Cybersecurity for Small Businesses: Are You Prepared?

If you’re a small business owner, you might think you’re safe from cyber attacks, but statistics show otherwise. According to a 2012 Symantec report, 50% of cyber attacks targeted businesses with more than 2,500 employees and only 18% targeted small businesses. Fast forward to 2019: 43% of ALL cyber attacks are aimed at small businesses.  When it comes to cybersecurity, no one is immune to an attack, so it’s essential that you prepare yourself to respond to prevent, detect, and respond to security threats. 

Cyber attacks can target both individuals and businesses, creating a variety of risks for those affected.

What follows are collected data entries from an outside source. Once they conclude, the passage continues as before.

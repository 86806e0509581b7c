//! Gallery image model.
//!
//! Images reference a category by id. Reads return [`GalleryImageDetail`],
//! which carries the referenced [`Category`] in place of the bare id.

use gallery_core::error::CoreError;
use gallery_core::types::{DbId, Timestamp};
use gallery_core::validation::{optional_id, present};
use serde::{Deserialize, Serialize};
use sqlx::FromRow;
use validator::Validate;

use crate::models::category::Category;

/// Returned when a create is missing any of its three fields.
pub const REQUIRED_FIELDS_MESSAGE: &str = "Title, URL and category ID are required";

/// Returned when an update supplies nothing to change.
pub const EMPTY_UPDATE_MESSAGE: &str = "No valid fields to update";

/// A row from the `gallery_images` table, with the category as a bare id.
#[derive(Debug, Clone, PartialEq, Serialize, FromRow)]
#[serde(rename_all = "camelCase")]
pub struct GalleryImage {
    pub id: DbId,
    pub title: String,
    pub url: String,
    #[serde(rename = "category")]
    pub category_id: DbId,
    pub created_at: Timestamp,
    pub updated_at: Timestamp,
}

/// A gallery image with its category expanded.
///
/// `category` is `None` when the referenced category has been deleted.
#[derive(Debug, Clone, PartialEq, Serialize)]
#[serde(rename_all = "camelCase")]
pub struct GalleryImageDetail {
    pub id: DbId,
    pub title: String,
    pub url: String,
    pub category: Option<Category>,
    pub created_at: Timestamp,
    pub updated_at: Timestamp,
}

/// Flat row produced by the `gallery_images LEFT JOIN categories` queries.
#[derive(Debug, FromRow)]
pub struct GalleryImageRow {
    pub id: DbId,
    pub title: String,
    pub url: String,
    pub category_id: DbId,
    pub created_at: Timestamp,
    pub updated_at: Timestamp,
    pub cat_id: Option<DbId>,
    pub cat_name: Option<String>,
    pub cat_description: Option<String>,
    pub cat_image: Option<String>,
    pub cat_created_at: Option<Timestamp>,
    pub cat_updated_at: Option<Timestamp>,
}

impl From<GalleryImageRow> for GalleryImageDetail {
    fn from(row: GalleryImageRow) -> Self {
        let category = match (
            row.cat_id,
            row.cat_name,
            row.cat_description,
            row.cat_created_at,
            row.cat_updated_at,
        ) {
            (Some(id), Some(name), Some(description), Some(created_at), Some(updated_at)) => {
                Some(Category {
                    id,
                    name,
                    description,
                    image: row.cat_image,
                    created_at,
                    updated_at,
                })
            }
            _ => None,
        };

        Self {
            id: row.id,
            title: row.title,
            url: row.url,
            category,
            created_at: row.created_at,
            updated_at: row.updated_at,
        }
    }
}

/// Request body accepted by both `POST` and `PUT` on gallery images.
#[derive(Debug, Default, Deserialize, Validate)]
#[serde(rename_all = "camelCase")]
pub struct GalleryImageInput {
    #[validate(required, length(min = 1))]
    pub title: Option<String>,
    #[validate(required, length(min = 1))]
    pub url: Option<String>,
    #[serde(default, deserialize_with = "optional_id")]
    #[validate(required)]
    pub category_id: Option<DbId>,
}

/// Validated DTO for creating a gallery image.
#[derive(Debug, Clone)]
pub struct CreateGalleryImage {
    pub title: String,
    pub url: String,
    pub category_id: DbId,
}

/// Partial update; only `Some` fields are written.
#[derive(Debug, Clone, Default, PartialEq)]
pub struct UpdateGalleryImage {
    pub title: Option<String>,
    pub url: Option<String>,
    pub category_id: Option<DbId>,
}

impl UpdateGalleryImage {
    pub fn is_empty(&self) -> bool {
        self.title.is_none() && self.url.is_none() && self.category_id.is_none()
    }
}

impl GalleryImageInput {
    /// Validate the body for a create.
    pub fn into_create(self) -> Result<CreateGalleryImage, CoreError> {
        self.validate()
            .map_err(|_| CoreError::Validation(REQUIRED_FIELDS_MESSAGE.into()))?;
        let (Some(title), Some(url), Some(category_id)) = (self.title, self.url, self.category_id)
        else {
            return Err(CoreError::Validation(REQUIRED_FIELDS_MESSAGE.into()));
        };
        Ok(CreateGalleryImage {
            title,
            url,
            category_id,
        })
    }

    /// Keep whichever fields were supplied. Empty strings are dropped.
    ///
    /// The result may be empty; callers decide when to reject that, since the
    /// category reference has to be checked first.
    pub fn into_update(self) -> UpdateGalleryImage {
        UpdateGalleryImage {
            title: present(self.title),
            url: present(self.url),
            category_id: self.category_id,
        }
    }
}

/// One page of a gallery listing plus the total number of matches.
#[derive(Debug, Clone)]
pub struct GalleryImagePage {
    pub items: Vec<GalleryImageDetail>,
    pub total: i64,
}

/// Filter for gallery listings. All conditions are ANDed.
#[derive(Debug, Clone, Default, PartialEq)]
pub struct GalleryFilter {
    /// Exact match on the referenced category.
    pub category_id: Option<DbId>,
    /// Case-insensitive literal substring of the title.
    pub title_contains: Option<String>,
}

Cyber attacks often result in additional expenses in order to address the breach, but they can also affect a company’s market value. 

According to Strategy + Business, cyber attacks cost large companies an average of $600 million in equity value. Cyber attack victims can also suffer from identity theft, data loss, and a damaged reputation.

Small Business Trends estimates that only 1 in 4 of small businesses are prepared for cyber attacks. Sadly, of those businesses, 57% lack the budget to provide the necessary security, 37% have insufficient staff training, and 54% lack time to monitor for threats. 

Security is a critical component to your business model, and even small businesses can learn how to better safeguard against cyber attacks.

Prepare your Cybersecurity for Cyber Attacks

As you prepare to respond to cyber attacks, decide who will handle security incidents, and consider forming a response team that includes representatives from all relevant departments.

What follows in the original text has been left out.